Regularised Inversion#

demregpy uses deterministic regularised inversion to recover differential emission measures from multi-channel solar data. The method follows the approach described by Hannah and Kontar (2012) and the earlier demreg implementation in IDL.

The Forward Problem#

Each observed channel measures emission from a broad range of temperatures. The data in one channel can be written as an integral of the DEM against that channel’s temperature response.

\[g_i = \int K_i(T)\,\xi(T)\,\mathrm{d}T\]

Here \(g_i\) is the observed count or intensity in channel \(i\), \(K_i(T)\) is the temperature response, and \(\xi(T)\) is the DEM. After choosing a temperature grid, the problem becomes a matrix equation of the form \(g = K\xi\).

Ill-Posedness#

The inverse problem is ill-posed: few channels, broad responses, and noise mean that a naive inverse produces unstable or oscillatory solutions.

Regularization#

Regularization balances data fidelity against a weighted smoothness constraint on the DEM. The regularization parameter is chosen from a grid of trial values to achieve a target \(\chi_\nu^2\), set by reg_tweak.

Algorithm#

demregpy.dn2dem() carries out the following steps:

Interpolate the response matrix onto the requested temperature grid.
Build the forward operator in DEM or EMD space.
Construct a diagonal constraint matrix from the chosen weighting (self-normalized, EM loci, or user-supplied).
Solve the regularised inverse via GSVD.
If needed, increase the \(\chi_\nu^2\) target and re-solve until the DEM is non-negative (unless non_pos=True).
Return the DEM, uncertainties, and reconstructed counts.

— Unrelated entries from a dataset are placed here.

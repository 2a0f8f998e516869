use crate::state::dashboard::Dashboard;
use crate::state::membership::{MembershipToggle, Target};
use crate::state::navigation::{Navigator, Route};
use chrono::Local;
use log::debug;
use gonawin_api::{Activity, ActivityPage, Candidate, Collective, TeamShow, TournamentShow};

// ---------------------------------------------------------------------------
// Team page
// ---------------------------------------------------------------------------

#[derive(Debug)]
pub struct TeamPage {
    pub id: i64,
    pub team: Option<TeamShow>,
    pub toggle: MembershipToggle,
    pub error: Option<String>,
}

impl TeamPage {
    pub fn new(id: i64) -> Self {
        Self { id, team: None, toggle: MembershipToggle::new(Collective::Team(id)), error: None }
    }

    pub fn on_team_loaded(&mut self, show: TeamShow) {
        self.error = None;
        self.toggle.resolve(Target::Team(&show));
        self.team = Some(show);
    }
}

// ---------------------------------------------------------------------------
// Tournament page
// ---------------------------------------------------------------------------

/// One team the current user administers, with its own join/leave toggle.
#[derive(Debug)]
pub struct CandidateToggle {
    pub candidate: Candidate,
    pub toggle: MembershipToggle,
}

#[derive(Debug)]
pub struct TournamentPage {
    pub id: i64,
    pub tab: Option<String>,
    pub tournament: Option<TournamentShow>,
    pub toggle: MembershipToggle,
    pub candidates: Vec<CandidateToggle>,
    /// 0 selects the tournament toggle, `n` the n-th candidate.
    pub selected: usize,
    pub error: Option<String>,
}

impl TournamentPage {
    pub fn new(id: i64, tab: Option<String>) -> Self {
        Self {
            id,
            tab,
            tournament: None,
            toggle: MembershipToggle::new(Collective::Tournament(id)),
            candidates: Vec::new(),
            selected: 0,
            error: None,
        }
    }

    pub fn on_tournament_loaded(&mut self, show: TournamentShow) {
        self.error = None;
        self.toggle.resolve(Target::Tournament(&show));
        for candidate in &mut self.candidates {
            candidate.toggle.resolve(Target::Tournament(&show));
        }
        self.tournament = Some(show);
    }

    pub fn on_candidates_loaded(&mut self, candidates: Vec<Candidate>) {
        self.candidates = candidates
            .into_iter()
            .map(|candidate| {
                let mut toggle = MembershipToggle::new(Collective::TournamentAsTeam {
                    tournament_id: self.id,
                    team_id: candidate.team.id,
                });
                if let Some(show) = &self.tournament {
                    toggle.resolve(Target::Tournament(show));
                }
                CandidateToggle { candidate, toggle }
            })
            .collect();
        self.selected = self.selected.min(self.candidates.len());
    }

    pub fn select_next(&mut self) {
        self.selected = (self.selected + 1) % (self.candidates.len() + 1);
    }

    pub fn select_prev(&mut self) {
        let count = self.candidates.len() + 1;
        self.selected = (self.selected + count - 1) % count;
    }

    pub fn selected_toggle_mut(&mut self) -> &mut MembershipToggle {
        match self.selected.checked_sub(1).and_then(|i| self.candidates.get_mut(i)) {
            Some(candidate) => &mut candidate.toggle,
            None => &mut self.toggle,
        }
    }

    fn toggle_for(&mut self, collective: Collective) -> Option<&mut MembershipToggle> {
        if self.toggle.collective == collective {
            return Some(&mut self.toggle);
        }
        self.candidates
            .iter_mut()
            .map(|c| &mut c.toggle)
            .find(|t| t.collective == collective)
    }
}

// ---------------------------------------------------------------------------
// Index pages
// ---------------------------------------------------------------------------

#[derive(Debug, Default)]
pub struct IndexPage {
    pub selected: usize,
}

impl IndexPage {
    pub fn select_next(&mut self, len: usize) {
        if self.selected + 1 < len {
            self.selected += 1;
        }
    }

    pub fn select_prev(&mut self) {
        self.selected = self.selected.saturating_sub(1);
    }
}

// ---------------------------------------------------------------------------
// Activities page
// ---------------------------------------------------------------------------

/// The activity feed, grown one backend page at a time.
#[derive(Debug, Default)]
pub struct ActivitiesPage {
    pub activities: Vec<Activity>,
    /// Last page loaded, 0 before the first one lands.
    pub page: u32,
    pub more: bool,
    /// A page request is outstanding.
    pub loading: bool,
    pub selected: usize,
    pub error: Option<String>,
}

impl ActivitiesPage {
    pub fn on_page_loaded(&mut self, loaded: ActivityPage) {
        self.loading = false;
        self.error = None;
        if loaded.current_page <= self.page {
            debug!("activity page {} already shown", loaded.current_page);
            return;
        }
        self.page = loaded.current_page;
        self.more = loaded.has_more();
        self.activities.extend(loaded.activities);
    }

    /// The page to ask for next, or `None` when the feed is exhausted or a
    /// request is already out.
    pub fn next_page(&mut self) -> Option<u32> {
        if self.loading || (self.page > 0 && !self.more) {
            return None;
        }
        self.loading = true;
        Some(self.page + 1)
    }

    pub fn select_next(&mut self) {
        if self.selected + 1 < self.activities.len() {
            self.selected += 1;
        }
    }

    pub fn select_prev(&mut self) {
        self.selected = self.selected.saturating_sub(1);
    }
}

// ---------------------------------------------------------------------------
// Page
// ---------------------------------------------------------------------------

#[derive(Debug, Default)]
pub enum Page {
    #[default]
    Home,
    Welcome,
    About,
    GettingStarted,
    SignIn,
    NotFound,
    Passive,
    Teams(IndexPage),
    Tournaments(IndexPage),
    Team(TeamPage),
    Tournament(TournamentPage),
    Activities(ActivitiesPage),
}

#[derive(Copy, Clone, Debug, PartialEq, Eq)]
pub enum PageKind {
    Home,
    Welcome,
    About,
    GettingStarted,
    SignIn,
    NotFound,
    Passive,
    Teams,
    Tournaments,
    Team,
    Tournament,
    Activities,
}

impl Page {
    pub fn for_route(route: Route, tab: Option<String>) -> Self {
        match route {
            Route::Home | Route::Unknown => Page::Home,
            Route::Welcome => Page::Welcome,
            Route::About => Page::About,
            Route::GettingStarted => Page::GettingStarted,
            Route::SignIn => Page::SignIn,
            Route::NotFound => Page::NotFound,
            Route::Passive => Page::Passive,
            Route::Teams => Page::Teams(IndexPage::default()),
            Route::Tournaments => Page::Tournaments(IndexPage::default()),
            Route::Team(id) => Page::Team(TeamPage::new(id)),
            Route::Tournament(id) => Page::Tournament(TournamentPage::new(id, tab)),
            Route::Activities => Page::Activities(ActivitiesPage::default()),
        }
    }

    pub fn kind(&self) -> PageKind {
        match self {
            Page::Home => PageKind::Home,
            Page::Welcome => PageKind::Welcome,
            Page::About => PageKind::About,
            Page::GettingStarted => PageKind::GettingStarted,
            Page::SignIn => PageKind::SignIn,
            Page::NotFound => PageKind::NotFound,
            Page::Passive => PageKind::Passive,
            Page::Teams(_) => PageKind::Teams,
            Page::Tournaments(_) => PageKind::Tournaments,
            Page::Team(_) => PageKind::Team,
            Page::Tournament(_) => PageKind::Tournament,
            Page::Activities(_) => PageKind::Activities,
        }
    }

    pub fn title(&self) -> &'static str {
        match self {
            Page::Home => "Home",
            Page::Welcome => "Welcome",
            Page::About => "About",
            Page::GettingStarted => "Getting started",
            Page::SignIn => "Sign in",
            Page::NotFound => "Not found",
            Page::Passive => "Dashboard",
            Page::Teams(_) => "Teams",
            Page::Tournaments(_) => "Tournaments",
            Page::Team(_) => "Team",
            Page::Tournament(_) => "Tournament",
            Page::Activities(_) => "Activities",
        }
    }

    /// The toggle a membership operation belongs to, if this page hosts it.
    pub fn toggle_for(&mut self, collective: Collective) -> Option<&mut MembershipToggle> {
        match self {
            Page::Team(page) if page.toggle.collective == collective => Some(&mut page.toggle),
            Page::Tournament(page) => page.toggle_for(collective),
            _ => None,
        }
    }

    pub fn set_error(&mut self, message: String) {
        match self {
            Page::Team(page) => page.error = Some(message),
            Page::Tournament(page) => page.error = Some(message),
            Page::Activities(page) => {
                page.loading = false;
                page.error = Some(message);
            }
            _ => {}
        }
    }
}

// ---------------------------------------------------------------------------
// Status line, prompts
// ---------------------------------------------------------------------------

#[derive(Debug, Clone)]
pub struct StatusLine {
    pub text: String,
    pub at: String,
    pub is_error: bool,
}

impl StatusLine {
    pub fn info(text: impl Into<String>) -> Self {
        Self { text: text.into(), at: Local::now().format("%H:%M").to_string(), is_error: false }
    }

    pub fn error(text: impl Into<String>) -> Self {
        Self { is_error: true, ..Self::info(text) }
    }
}

/// A leave waiting for the user to say yes.
#[derive(Debug, Clone, Copy, PartialEq, Eq)]
pub struct PendingLeave {
    pub page: u64,
    pub collective: Collective,
}

#[derive(Debug, Default)]
pub struct AppState {
    pub navigator: Navigator,
    pub page: Page,
    /// Bumped on every page entry; tags page fetches.
    pub page_generation: u64,
    pub dashboard: Dashboard,
    pub confirm_leave: Option<PendingLeave>,
    /// Text typed into the location bar, when open.
    pub location_input: Option<String>,
    pub status: Option<StatusLine>,
    pub show_help: bool,
    pub show_logs: bool,
}

impl AppState {
    pub fn new() -> Self {
        Self::default()
    }
}

#[cfg(test)]
mod tests {
    use super::*;
    use gonawin_api::{MembershipAction, TeamSummary, Tournament};

    fn candidate(id: i64) -> Candidate {
        Candidate { team: TeamSummary { id, name: format!("team {id}") }, joined: false }
    }

    #[test]
    fn candidates_resolve_whenever_tournament_arrives() {
        let show = TournamentShow {
            tournament: Tournament { id: 42, ..Default::default() },
            teams: vec![TeamSummary { id: 7, name: "Sevens".into() }],
            ..Default::default()
        };

        let mut page = TournamentPage::new(42, None);
        page.on_candidates_loaded(vec![candidate(7), candidate(8)]);
        assert_eq!(page.candidates[0].toggle.label(), None);
        page.on_tournament_loaded(show.clone());
        assert_eq!(page.candidates[0].toggle.label(), Some("Leave"));
        assert_eq!(page.candidates[1].toggle.label(), Some("Join"));

        let mut page = TournamentPage::new(42, None);
        page.on_tournament_loaded(show);
        page.on_candidates_loaded(vec![candidate(7), candidate(8)]);
        assert_eq!(page.candidates[0].toggle.label(), Some("Leave"));
        assert_eq!(page.candidates[1].toggle.label(), Some("Join"));
    }

    #[test]
    fn selection_cycles_through_toggles() {
        let mut page = TournamentPage::new(42, None);
        page.on_candidates_loaded(vec![candidate(7), candidate(8)]);
        page.on_tournament_loaded(TournamentShow {
            tournament: Tournament { id: 42, ..Default::default() },
            ..Default::default()
        });

        assert_eq!(page.selected_toggle_mut().collective, Collective::Tournament(42));
        page.select_next();
        page.select_next();
        assert_eq!(
            page.selected_toggle_mut().collective,
            Collective::TournamentAsTeam { tournament_id: 42, team_id: 8 }
        );
        page.select_next();
        assert_eq!(page.selected, 0);
        page.select_prev();
        assert_eq!(page.selected, 2);

        let op = page.selected_toggle_mut().click().unwrap();
        assert_eq!(op.action, MembershipAction::Join);
    }

    fn activity_page(current_page: u32, last_page: u32, ids: &[i64]) -> ActivityPage {
        ActivityPage {
            activities: ids.iter().map(|&id| Activity { id, ..Default::default() }).collect(),
            current_page,
            last_page,
        }
    }

    #[test]
    fn activities_accumulate_until_the_last_page() {
        let mut page = ActivitiesPage::default();
        assert_eq!(page.next_page(), Some(1));
        assert_eq!(page.next_page(), None);

        page.on_page_loaded(activity_page(1, 2, &[1, 2]));
        assert!(page.more);
        assert_eq!(page.next_page(), Some(2));

        page.on_page_loaded(activity_page(2, 2, &[3]));
        let ids: Vec<i64> = page.activities.iter().map(|a| a.id).collect();
        assert_eq!(ids, vec![1, 2, 3]);
        assert!(!page.more);
        assert_eq!(page.next_page(), None);
    }

    #[test]
    fn repeated_activity_page_is_not_appended_twice() {
        let mut page = ActivitiesPage::default();
        page.next_page();
        page.on_page_loaded(activity_page(1, 3, &[1, 2]));
        page.on_page_loaded(activity_page(1, 3, &[1, 2]));
        assert_eq!(page.activities.len(), 2);
    }

    #[test]
    fn failed_activity_page_can_be_retried() {
        let mut page = Page::Activities(ActivitiesPage::default());
        if let Page::Activities(p) = &mut page {
            assert_eq!(p.next_page(), Some(1));
        }
        page.set_error("boom".into());
        if let Page::Activities(p) = &mut page {
            assert_eq!(p.error.as_deref(), Some("boom"));
            assert_eq!(p.next_page(), Some(1));
        }
    }

    #[test]
    fn page_routes_replies_to_matching_toggle() {
        let mut page = Page::Tournament(TournamentPage::new(42, None));
        if let Page::Tournament(p) = &mut page {
            p.on_candidates_loaded(vec![candidate(7)]);
        }
        let collective = Collective::TournamentAsTeam { tournament_id: 42, team_id: 7 };
        assert!(page.toggle_for(collective).is_some());
        assert!(page.toggle_for(Collective::Team(7)).is_none());
    }
}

The lower-level work is done in demregpy.demmap.demmap() and demregpy.demmap.dem_pix().

Weighting and Constraints#

The weighting curve controls where the regularization is stronger or weaker across temperature. If you do not pass dem_norm0, the default path first computes a rough solution and uses that as the weighting. If you pass gloci=1 or a 0/1 mask, the weighting is built from the minimum of the selected EM loci curves. If you pass dem_norm0, that shape is used directly.

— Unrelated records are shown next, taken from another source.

use gonawin_api::client::DEFAULT_BASE_URL;
use log::LevelFilter;
use std::path::PathBuf;
use std::str::FromStr;

pub const API_URL_VAR: &str = "GONAWIN_API_URL";
pub const LOG_VAR: &str = "GONAWIN_LOG";
pub const SESSION_FILE_VAR: &str = "GONAWIN_SESSION_FILE";

#[derive(Debug, Clone)]
pub struct AppSettings {
    pub api_url: String,
    pub session_file: PathBuf,
    pub full_screen: bool,
    pub log_level: Option<LevelFilter>,
}

impl AppSettings {
    pub fn load() -> Self {
        Self::from_lookup(|key| std::env::var(key).ok())
    }

    fn from_lookup(lookup: impl Fn(&str) -> Option<String>) -> Self {
        let non_empty = |key: &str| lookup(key).map(|v| v.trim().to_string()).filter(|v| !v.is_empty());

        let api_url = non_empty(API_URL_VAR).unwrap_or_else(|| DEFAULT_BASE_URL.to_string());
        let log_level = non_empty(LOG_VAR).and_then(|v| LevelFilter::from_str(&v).ok());
        let session_file = non_empty(SESSION_FILE_VAR)
            .map(PathBuf::from)
            .unwrap_or_else(|| default_session_path(non_empty("XDG_CONFIG_HOME"), non_empty("HOME")));

        Self { api_url, session_file, full_screen: false, log_level }
    }
}

fn default_session_path(config_home: Option<String>, home: Option<String>) -> PathBuf {
    if let Some(config_dir) = config_home {
        return PathBuf::from(config_dir).join("gonawin").join("session.json");
    }
    if let Some(home) = home {
        return PathBuf::from(home).join(".config").join("gonawin").join("session.json");
    }
    PathBuf::from("gonawin-session.json")
}

#[cfg(test)]
mod tests {
    use super::*;
    use std::collections::HashMap;

    fn settings(vars: &[(&str, &str)]) -> AppSettings {
        let vars: HashMap<String, String> =
            vars.iter().map(|(k, v)| (k.to_string(), v.to_string())).collect();
        AppSettings::from_lookup(|key| vars.get(key).cloned())
    }

    #[test]
    fn defaults_without_environment() {
        let s = settings(&[]);
        assert_eq!(s.api_url, DEFAULT_BASE_URL);
        assert_eq!(s.log_level, None);
        assert_eq!(s.session_file, PathBuf::from("gonawin-session.json"));
    }

    #[test]
    fn session_file_prefers_override_then_xdg() {
        let s = settings(&[("HOME", "/home/u"), ("XDG_CONFIG_HOME", "/cfg")]);
        assert_eq!(s.session_file, PathBuf::from("/cfg/gonawin/session.json"));

        let s = settings(&[("HOME", "/home/u")]);
        assert_eq!(s.session_file, PathBuf::from("/home/u/.config/gonawin/session.json"));

        let s = settings(&[("HOME", "/home/u"), (SESSION_FILE_VAR, "/tmp/s.json")]);
        assert_eq!(s.session_file, PathBuf::from("/tmp/s.json"));
    }

    #[test]
    fn log_level_parses_case_insensitively() {
        assert_eq!(settings(&[(LOG_VAR, "Debug")]).log_level, Some(LevelFilter::Debug));
        assert_eq!(settings(&[(LOG_VAR, "loud")]).log_level, None);
    }

    #[test]
    fn api_url_override() {
        let s = settings(&[(API_URL_VAR, "https://www.gonawin.com/")]);
        assert_eq!(s.api_url, "https://www.gonawin.com/");
    }
}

The standard diagonal constraint scales like \(\sqrt{\Delta\log T} / \sqrt{w}\). If emd_int=True, the solve is carried out in EMD space and l_emd=True is enabled internally. That changes the diagonal constraint to \(1 / w\).

Positivity#

The basic inverse problem is linear, but a purely linear solve can return negative DEM values. demregpy handles this by repeating the solve with a progressively looser \(\chi_\nu^2\) target until the solution is non-negative or max_iter is reached. If you set non_pos=True, that positivity-enforcing loop is skipped and the first solution is returned.

Returned Quantities#

dem is the recovered DEM or EMD, depending on the solve and return options. dn_reg is the data reconstructed from that solution, a direct way to check how well the inversion reproduces the input counts. edem is the vertical uncertainty estimate returned by the regularised inverse. elogt is a temperature-resolution estimate derived from the width of the solver response in temperature space, not an uncertainty on the temperature grid itself. chisq is the final reduced chi-squared, \(\chi_\nu^2\), of the reconstructed data.

Relation to Other DEM Methods#

Unlike parametric fitting, demregpy does not assume a fixed functional form for the DEM, making results data-driven but more sensitive to response-matrix errors.

Unlike sampling-based approaches (e.g. demcmc), demregpy uses a deterministic GSVD solve, enabling rapid batch processing of maps and time series.

demregpy requires uncertainties on the input data because the solve is carried out in a weighted space and the regularization parameter is chosen against a target \(\chi_\nu^2\).